Excerpted data -
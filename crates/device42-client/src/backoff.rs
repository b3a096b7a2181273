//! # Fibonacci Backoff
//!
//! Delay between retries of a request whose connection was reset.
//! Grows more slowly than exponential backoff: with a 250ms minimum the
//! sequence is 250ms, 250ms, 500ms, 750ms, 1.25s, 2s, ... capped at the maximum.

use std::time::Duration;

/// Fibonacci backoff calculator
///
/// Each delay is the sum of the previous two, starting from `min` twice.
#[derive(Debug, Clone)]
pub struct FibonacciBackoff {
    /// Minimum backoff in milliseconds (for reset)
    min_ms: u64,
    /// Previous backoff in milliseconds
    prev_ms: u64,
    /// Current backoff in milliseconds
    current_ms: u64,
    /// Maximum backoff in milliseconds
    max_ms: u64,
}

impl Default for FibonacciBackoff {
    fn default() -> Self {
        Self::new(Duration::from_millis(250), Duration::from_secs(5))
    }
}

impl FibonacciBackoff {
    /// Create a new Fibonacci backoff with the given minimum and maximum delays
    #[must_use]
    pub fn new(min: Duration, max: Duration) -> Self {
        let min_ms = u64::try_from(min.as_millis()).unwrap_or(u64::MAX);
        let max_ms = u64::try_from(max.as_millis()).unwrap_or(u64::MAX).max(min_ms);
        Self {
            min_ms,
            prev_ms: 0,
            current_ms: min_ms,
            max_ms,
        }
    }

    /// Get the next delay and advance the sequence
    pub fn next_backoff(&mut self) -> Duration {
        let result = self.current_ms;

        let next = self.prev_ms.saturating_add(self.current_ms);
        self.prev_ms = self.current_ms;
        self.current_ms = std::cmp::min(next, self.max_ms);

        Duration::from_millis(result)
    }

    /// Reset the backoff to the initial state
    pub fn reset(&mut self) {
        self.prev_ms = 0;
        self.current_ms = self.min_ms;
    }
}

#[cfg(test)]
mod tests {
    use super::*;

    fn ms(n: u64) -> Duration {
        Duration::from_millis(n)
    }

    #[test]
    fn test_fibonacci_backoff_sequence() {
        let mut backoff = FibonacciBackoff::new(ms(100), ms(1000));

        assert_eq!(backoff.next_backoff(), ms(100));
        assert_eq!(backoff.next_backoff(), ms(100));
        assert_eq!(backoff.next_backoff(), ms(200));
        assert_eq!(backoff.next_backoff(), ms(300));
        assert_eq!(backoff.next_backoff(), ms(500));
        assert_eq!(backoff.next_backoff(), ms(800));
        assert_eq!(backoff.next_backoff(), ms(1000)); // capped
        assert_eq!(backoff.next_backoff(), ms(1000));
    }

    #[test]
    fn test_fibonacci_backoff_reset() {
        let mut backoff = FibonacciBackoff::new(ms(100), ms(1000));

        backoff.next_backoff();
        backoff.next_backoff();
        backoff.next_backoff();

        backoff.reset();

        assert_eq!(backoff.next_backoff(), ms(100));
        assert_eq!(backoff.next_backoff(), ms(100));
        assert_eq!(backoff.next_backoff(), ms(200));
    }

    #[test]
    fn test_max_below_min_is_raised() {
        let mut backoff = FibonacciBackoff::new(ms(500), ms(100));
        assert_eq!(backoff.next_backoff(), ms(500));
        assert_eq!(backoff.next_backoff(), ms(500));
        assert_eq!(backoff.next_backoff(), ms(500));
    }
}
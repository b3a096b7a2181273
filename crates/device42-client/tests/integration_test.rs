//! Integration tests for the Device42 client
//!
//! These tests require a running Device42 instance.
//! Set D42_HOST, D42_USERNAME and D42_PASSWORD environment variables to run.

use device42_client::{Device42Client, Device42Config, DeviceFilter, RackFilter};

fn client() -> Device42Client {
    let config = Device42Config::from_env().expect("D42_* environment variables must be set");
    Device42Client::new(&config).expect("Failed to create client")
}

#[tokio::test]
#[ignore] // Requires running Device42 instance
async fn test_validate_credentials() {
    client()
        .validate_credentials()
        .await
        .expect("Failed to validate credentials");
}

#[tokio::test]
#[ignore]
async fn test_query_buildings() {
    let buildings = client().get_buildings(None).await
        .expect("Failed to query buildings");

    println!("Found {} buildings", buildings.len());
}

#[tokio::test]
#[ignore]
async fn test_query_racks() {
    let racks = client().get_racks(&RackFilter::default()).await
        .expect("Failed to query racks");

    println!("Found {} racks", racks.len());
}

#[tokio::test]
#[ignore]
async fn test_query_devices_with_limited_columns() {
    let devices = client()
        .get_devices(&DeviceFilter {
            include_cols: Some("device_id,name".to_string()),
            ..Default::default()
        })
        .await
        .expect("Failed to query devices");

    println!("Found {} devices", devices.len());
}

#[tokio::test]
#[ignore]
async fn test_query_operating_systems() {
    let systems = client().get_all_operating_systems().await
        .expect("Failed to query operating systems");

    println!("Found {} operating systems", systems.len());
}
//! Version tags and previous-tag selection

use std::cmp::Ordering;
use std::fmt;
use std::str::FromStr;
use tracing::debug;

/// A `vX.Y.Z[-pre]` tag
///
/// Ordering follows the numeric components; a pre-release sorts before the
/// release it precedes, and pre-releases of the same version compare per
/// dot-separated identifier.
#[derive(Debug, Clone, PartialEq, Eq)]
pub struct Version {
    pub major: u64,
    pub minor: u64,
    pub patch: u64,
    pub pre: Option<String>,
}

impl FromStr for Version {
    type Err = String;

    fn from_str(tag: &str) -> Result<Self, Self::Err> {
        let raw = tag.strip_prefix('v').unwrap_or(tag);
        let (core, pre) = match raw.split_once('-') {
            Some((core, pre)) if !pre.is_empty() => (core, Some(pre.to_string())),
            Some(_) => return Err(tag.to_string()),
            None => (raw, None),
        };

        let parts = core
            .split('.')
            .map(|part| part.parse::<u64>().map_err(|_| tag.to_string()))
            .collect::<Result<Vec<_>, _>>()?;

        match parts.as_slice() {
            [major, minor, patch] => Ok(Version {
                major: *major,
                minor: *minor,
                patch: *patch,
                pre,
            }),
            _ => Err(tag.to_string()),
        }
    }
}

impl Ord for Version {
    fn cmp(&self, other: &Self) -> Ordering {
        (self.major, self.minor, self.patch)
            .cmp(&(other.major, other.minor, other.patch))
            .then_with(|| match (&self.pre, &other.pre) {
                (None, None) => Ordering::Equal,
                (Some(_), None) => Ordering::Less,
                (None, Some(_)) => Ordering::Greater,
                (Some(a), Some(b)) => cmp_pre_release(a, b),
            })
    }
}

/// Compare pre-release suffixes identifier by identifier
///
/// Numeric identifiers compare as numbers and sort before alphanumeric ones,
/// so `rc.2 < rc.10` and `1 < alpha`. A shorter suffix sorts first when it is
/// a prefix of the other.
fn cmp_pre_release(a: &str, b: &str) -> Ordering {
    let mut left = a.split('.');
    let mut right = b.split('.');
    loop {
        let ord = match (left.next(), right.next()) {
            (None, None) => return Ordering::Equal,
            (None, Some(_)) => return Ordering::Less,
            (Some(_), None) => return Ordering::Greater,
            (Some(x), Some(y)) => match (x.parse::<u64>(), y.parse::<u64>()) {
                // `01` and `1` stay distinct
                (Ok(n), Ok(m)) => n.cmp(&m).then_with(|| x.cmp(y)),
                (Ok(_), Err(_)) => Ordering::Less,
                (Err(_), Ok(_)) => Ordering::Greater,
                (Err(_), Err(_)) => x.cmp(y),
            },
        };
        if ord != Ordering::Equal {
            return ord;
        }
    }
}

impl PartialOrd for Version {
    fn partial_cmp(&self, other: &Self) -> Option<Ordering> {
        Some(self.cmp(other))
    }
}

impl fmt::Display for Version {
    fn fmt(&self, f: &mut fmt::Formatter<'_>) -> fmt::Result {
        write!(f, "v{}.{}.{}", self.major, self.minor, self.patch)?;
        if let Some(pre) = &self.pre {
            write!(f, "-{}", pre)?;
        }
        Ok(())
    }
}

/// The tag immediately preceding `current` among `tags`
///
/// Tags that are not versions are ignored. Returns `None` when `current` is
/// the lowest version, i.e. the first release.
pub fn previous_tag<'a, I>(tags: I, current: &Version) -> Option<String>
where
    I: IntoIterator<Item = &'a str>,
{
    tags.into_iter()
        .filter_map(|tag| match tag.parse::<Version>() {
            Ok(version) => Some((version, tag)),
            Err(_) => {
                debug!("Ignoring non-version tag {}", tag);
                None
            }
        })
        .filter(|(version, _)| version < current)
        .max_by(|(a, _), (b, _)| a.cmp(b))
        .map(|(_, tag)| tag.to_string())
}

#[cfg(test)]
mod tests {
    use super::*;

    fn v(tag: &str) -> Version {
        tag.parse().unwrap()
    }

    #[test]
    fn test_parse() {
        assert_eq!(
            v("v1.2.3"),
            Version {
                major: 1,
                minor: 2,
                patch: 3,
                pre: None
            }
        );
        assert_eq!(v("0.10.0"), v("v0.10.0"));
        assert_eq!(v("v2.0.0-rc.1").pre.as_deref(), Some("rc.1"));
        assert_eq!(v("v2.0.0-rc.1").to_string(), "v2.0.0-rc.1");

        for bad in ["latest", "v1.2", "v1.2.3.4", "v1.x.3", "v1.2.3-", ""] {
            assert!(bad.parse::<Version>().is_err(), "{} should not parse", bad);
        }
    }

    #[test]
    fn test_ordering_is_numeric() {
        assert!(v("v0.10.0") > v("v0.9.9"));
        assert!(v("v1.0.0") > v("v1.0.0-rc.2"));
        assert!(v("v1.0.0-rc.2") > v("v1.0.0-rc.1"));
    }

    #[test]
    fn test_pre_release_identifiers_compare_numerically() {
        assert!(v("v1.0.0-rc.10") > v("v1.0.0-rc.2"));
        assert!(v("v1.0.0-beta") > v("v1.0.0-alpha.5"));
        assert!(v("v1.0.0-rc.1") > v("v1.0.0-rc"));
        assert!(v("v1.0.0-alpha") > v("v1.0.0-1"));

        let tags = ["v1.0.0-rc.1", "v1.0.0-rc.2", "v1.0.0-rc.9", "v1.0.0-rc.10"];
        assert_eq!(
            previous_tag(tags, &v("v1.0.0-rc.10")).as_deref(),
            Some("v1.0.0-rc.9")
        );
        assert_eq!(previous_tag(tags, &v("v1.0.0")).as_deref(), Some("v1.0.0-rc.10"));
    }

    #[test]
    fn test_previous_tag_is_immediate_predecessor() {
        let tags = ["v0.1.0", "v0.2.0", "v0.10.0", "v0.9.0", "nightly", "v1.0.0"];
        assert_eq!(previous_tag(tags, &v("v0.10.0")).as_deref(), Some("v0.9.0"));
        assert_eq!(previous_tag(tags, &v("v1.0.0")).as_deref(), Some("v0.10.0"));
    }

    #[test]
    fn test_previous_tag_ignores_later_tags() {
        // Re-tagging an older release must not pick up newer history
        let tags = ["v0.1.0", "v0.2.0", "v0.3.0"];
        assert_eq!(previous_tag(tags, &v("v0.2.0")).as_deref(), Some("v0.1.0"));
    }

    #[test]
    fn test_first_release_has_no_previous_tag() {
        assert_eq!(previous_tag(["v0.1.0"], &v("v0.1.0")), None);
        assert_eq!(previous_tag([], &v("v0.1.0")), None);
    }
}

Exercise - All lines in the listing above that contain "Duration" should be shown.

Answer for this exercise -
use std::time::Duration;
        Self::new(Duration::from_millis(250), Duration::from_secs(5))
    pub fn new(min: Duration, max: Duration) -> Self {
    pub fn next_backoff(&mut self) -> Duration {
        Duration::from_millis(result)
    fn ms(n: u64) -> Duration {
        Duration::from_millis(n)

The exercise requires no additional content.